Two of us crossed from Genoa to Tunis on the 28th September 2013. We're heading to Cape Town via the east on two 2007 KTM 990s. Mat's a New Zealander living in Scotland. Jaap's Dutch and based in Switzerland.



Mat in the French Alps on his way to meet Jaap in Nice:


Ferry to Tunis:


Tunisia:




A big obstacle to the trip was the lack of suitable ferries to Egypt, and the difficulty in obtaining a Libyan visa. We ended up obtaining Libyan business visas through Libyan-based Tidwa Travel and Tours (www.tidwa.com). We dealt with Sem, a Dutch guy who acts as Tidwa's representative in Europe.

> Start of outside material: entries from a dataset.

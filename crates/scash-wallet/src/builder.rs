//! Transaction assembly and signing.
//!
//! 1. Add payment and payload outputs (address + amount)
//! 2. Build the unsigned transaction from pre-selected UTXOs, adding the
//!    platform-fee output and the change output
//! 3. Sign every input with the wallet's single key
//!
//! Output order is fixed: payment/payload outputs, then the platform fee,
//! then change. Explorers and history classification rely on it.

use bitcoin::consensus::encode::serialize_hex;
use bitcoin::hashes::Hash;
use bitcoin::sighash::{EcdsaSighashType, SighashCache};
use bitcoin::transaction::Version;
use bitcoin::{
    Amount, ScriptBuf, Sequence, Transaction, TxIn, TxOut, Txid, Witness, absolute, ecdsa,
};
use serde::{Deserialize, Serialize};

use scash_core::address::Address;
use scash_core::network::NetworkParams;
use scash_core::traits::InputSigner;
use scash_core::types::{PayloadOutput, SpendOutput, Utxo};

use crate::error::WalletError;

/// How the fee passed to [`TransactionBuilder::build`] relates to the
/// platform fee.
#[derive(Clone, Copy, Debug, PartialEq, Eq, Serialize, Deserialize)]
pub enum FeeBudget {
    /// Miner fee only; the platform fee is charged on top.
    Miner(u64),
    /// Miner fee plus platform fee. The miner receives the remainder.
    Combined(u64),
}

impl FeeBudget {
    /// Miner fee left after the platform fee is accounted for.
    pub fn network_fee(&self, platform_fee: u64) -> Result<u64, WalletError> {
        match *self {
            FeeBudget::Miner(fee) => Ok(fee),
            FeeBudget::Combined(total) => total.checked_sub(platform_fee).ok_or_else(|| {
                WalletError::InvalidAmount(format!(
                    "combined fee {total} is below platform fee {platform_fee}"
                ))
            }),
        }
    }
}

/// A transaction with inputs and outputs in place but no witnesses.
#[derive(Debug, Clone)]
pub struct UnsignedTransaction {
    pub tx: Transaction,
    /// The UTXOs spent, one per input in order.
    pub inputs: Vec<Utxo>,
    pub total_input: u64,
    /// Payment and payload outputs only.
    pub total_output: u64,
    pub platform_fee: u64,
    pub network_fee: u64,
    pub change: u64,
    /// Every output in transaction order, including platform fee and change.
    pub outputs: Vec<SpendOutput>,
}

/// A fully signed transaction ready for broadcast.
#[derive(Debug, Clone, PartialEq, Eq, Serialize, Deserialize)]
pub struct SignedTransaction {
    pub raw_hex: String,
    pub txid: Txid,
    pub total_input: u64,
    /// Payment and payload outputs only.
    pub total_output: u64,
    pub change: u64,
    pub network_fee: u64,
    pub platform_fee: u64,
    /// Every output in transaction order, including platform fee and change.
    pub outputs: Vec<SpendOutput>,
    /// The UTXOs this transaction spends.
    pub consumed: Vec<Utxo>,
}

impl SignedTransaction {
    /// `total_input == total_output + platform_fee + network_fee + change`.
    pub fn is_balanced(&self) -> bool {
        self.total_output
            .checked_add(self.platform_fee)
            .and_then(|v| v.checked_add(self.network_fee))
            .and_then(|v| v.checked_add(self.change))
            == Some(self.total_input)
    }
}

/// Builder for constructing and signing wallet transactions.
///
/// # Example
/// ```ignore
/// let mut builder = TransactionBuilder::new(&MAINNET);
/// builder.add_output(recipient, 5 * COIN).set_platform_fee(platform_fee(5 * COIN));
/// let unsigned = builder.build(&selection.selected, &own_address, FeeBudget::Miner(fee))?;
/// let signed = TransactionBuilder::sign(unsigned, &signing_key)?;
/// ```
pub struct TransactionBuilder<'a> {
    params: &'a NetworkParams,
    outputs: Vec<SpendOutput>,
    platform_fee: u64,
}

impl<'a> TransactionBuilder<'a> {
    pub fn new(params: &'a NetworkParams) -> Self {
        Self {
            params,
            outputs: Vec::new(),
            platform_fee: 0,
        }
    }

    /// Add a payment output.
    pub fn add_output(&mut self, address: impl Into<String>, amount: u64) -> &mut Self {
        self.outputs.push(SpendOutput::new(address, amount));
        self
    }

    /// Add payment outputs in order.
    pub fn add_outputs(&mut self, outputs: &[SpendOutput]) -> &mut Self {
        self.outputs.extend_from_slice(outputs);
        self
    }

    /// Add data-carrying outputs in codec order.
    pub fn add_payload_outputs(&mut self, outputs: &[PayloadOutput]) -> &mut Self {
        self.outputs.extend(
            outputs
                .iter()
                .map(|o| SpendOutput::new(o.address.clone(), o.value)),
        );
        self
    }

    /// Charge a platform fee paid to the network's fee address. Zero disables
    /// the platform-fee output.
    pub fn set_platform_fee(&mut self, fee: u64) -> &mut Self {
        self.platform_fee = fee;
        self
    }

    /// Assemble inputs and outputs from already-selected UTXOs.
    ///
    /// Change goes to `change_address` when positive. A negative change is
    /// rejected as [`WalletError::InsufficientFunds`] before anything is
    /// signed.
    pub fn build(
        &self,
        utxos: &[Utxo],
        change_address: &Address,
        fee: FeeBudget,
    ) -> Result<UnsignedTransaction, WalletError> {
        if utxos.is_empty() {
            return Err(WalletError::NoUtxos);
        }
        if self.outputs.is_empty() {
            return Err(WalletError::BuildError("no outputs".into()));
        }

        let mut output = Vec::with_capacity(self.outputs.len() + 2);
        let mut listed = self.outputs.clone();
        let mut total_output: u64 = 0;
        for (i, o) in self.outputs.iter().enumerate() {
            if o.amount == 0 {
                return Err(WalletError::InvalidAmount(format!("output {i} is zero")));
            }
            let address = Address::parse(&o.address, self.params)
                .map_err(|e| WalletError::InvalidAddress(format!("{}: {e}", o.address)))?;
            total_output = total_output
                .checked_add(o.amount)
                .ok_or_else(|| WalletError::InvalidAmount("total output overflow".into()))?;
            output.push(TxOut {
                value: Amount::from_sat(o.amount),
                script_pubkey: address.script_pubkey(),
            });
        }

        if self.platform_fee > 0 {
            let fee_address = Address::parse(self.params.platform_fee_address, self.params)?;
            output.push(TxOut {
                value: Amount::from_sat(self.platform_fee),
                script_pubkey: fee_address.script_pubkey(),
            });
            listed.push(SpendOutput::new(fee_address.as_str(), self.platform_fee));
        }

        let network_fee = fee.network_fee(self.platform_fee)?;
        let total_input = utxos
            .iter()
            .try_fold(0u64, |acc, u| acc.checked_add(u.amount))
            .ok_or_else(|| WalletError::InvalidAmount("total input overflow".into()))?;
        let need = total_output
            .checked_add(self.platform_fee)
            .and_then(|v| v.checked_add(network_fee))
            .ok_or_else(|| WalletError::InvalidAmount("total spend overflow".into()))?;
        let change = total_input
            .checked_sub(need)
            .ok_or(WalletError::InsufficientFunds {
                have: total_input,
                need,
            })?;

        if change > 0 {
            output.push(TxOut {
                value: Amount::from_sat(change),
                script_pubkey: change_address.script_pubkey(),
            });
            listed.push(SpendOutput::new(change_address.as_str(), change));
        }

        let input = utxos
            .iter()
            .map(|u| TxIn {
                previous_output: u.outpoint(),
                script_sig: ScriptBuf::new(),
                sequence: Sequence::MAX,
                witness: Witness::new(),
            })
            .collect();

        let tx = Transaction {
            version: Version::TWO,
            lock_time: absolute::LockTime::ZERO,
            input,
            output,
        };

        tracing::debug!(
            inputs = utxos.len(),
            outputs = tx.output.len(),
            total_input,
            total_output,
            platform_fee = self.platform_fee,
            network_fee,
            change,
            "built unsigned transaction"
        );

        Ok(UnsignedTransaction {
            tx,
            inputs: utxos.to_vec(),
            total_input,
            total_output,
            platform_fee: self.platform_fee,
            network_fee,
            change,
            outputs: listed,
        })
    }

    /// Sign every input with `signer` and serialize.
    ///
    /// All inputs must pay to the signer's own P2WPKH script. Any failure is
    /// reported as [`WalletError::SigningFailure`] and nothing is returned
    /// for broadcast.
    pub fn sign(
        unsigned: UnsignedTransaction,
        signer: &dyn InputSigner,
    ) -> Result<SignedTransaction, WalletError> {
        let UnsignedTransaction {
            mut tx,
            inputs,
            total_input,
            total_output,
            platform_fee,
            network_fee,
            change,
            outputs,
        } = unsigned;

        let public_key = signer.public_key();
        let own_script = ScriptBuf::new_p2wpkh(&public_key.wpubkey_hash());

        let mut witnesses = Vec::with_capacity(inputs.len());
        let mut cache = SighashCache::new(&tx);
        for (i, utxo) in inputs.iter().enumerate() {
            if utxo.script_pubkey != own_script {
                return Err(WalletError::SigningFailure(format!(
                    "input {i} ({}) does not pay to the signing key",
                    utxo.outpoint()
                )));
            }
            let sighash = cache
                .p2wpkh_signature_hash(
                    i,
                    &utxo.script_pubkey,
                    Amount::from_sat(utxo.amount),
                    EcdsaSighashType::All,
                )
                .map_err(|e| WalletError::SigningFailure(format!("input {i}: {e}")))?;
            let signature = signer
                .sign_digest(sighash.to_byte_array())
                .map_err(|e| WalletError::SigningFailure(format!("input {i}: {e}")))?;
            let signature = ecdsa::Signature {
                signature,
                sighash_type: EcdsaSighashType::All,
            };

            let mut witness = Witness::new();
            witness.push(signature.serialize());
            witness.push(public_key.to_bytes());
            witnesses.push(witness);
        }

        for (txin, witness) in tx.input.iter_mut().zip(witnesses) {
            txin.witness = witness;
        }

        let txid = tx.compute_txid();
        let raw_hex = serialize_hex(&tx);

        tracing::info!(
            %txid,
            inputs = inputs.len(),
            outputs = tx.output.len(),
            network_fee,
            platform_fee,
            change,
            "signed transaction"
        );

        Ok(SignedTransaction {
            raw_hex,
            txid,
            total_input,
            total_output,
            change,
            network_fee,
            platform_fee,
            outputs,
            consumed: inputs,
        })
    }
}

A three month multiple entry visa cost us 375 Euro, and 75 Swiss Francs at the Embassy in Bern for the stamp. I can't say enough about how professional and helpful Tidwa have been. Absolutely brilliant. There was a hiccup at the Libyan embassy in Switzerland in that they would only provide entry approval to Tripoli or Benghazi airports. To ensure that things went smoothly, Mr Masoud from Tidwa travelled from Tripoli to the Ras Ajdir border at no expense and sorted everything for us (including customs, plates, Libyan Carnet, and insurance - all up costs about US$100). He's a lovely guy, with excellent English. He even brought us lunch and then set up a meeting with the Classic Motorbike Club in Tripoli. Once we arrived into the outskirts of Tripoli five guys on Harley Davidsons escorted us into town for coffee, and then a massive feed of jarred baby camel at a restaurant under Roman ruins. We were then put up for free by Abdul of the club in a mint guest-house. Probably the most generous and friendly people I have ever met. An amazing first day in Libya.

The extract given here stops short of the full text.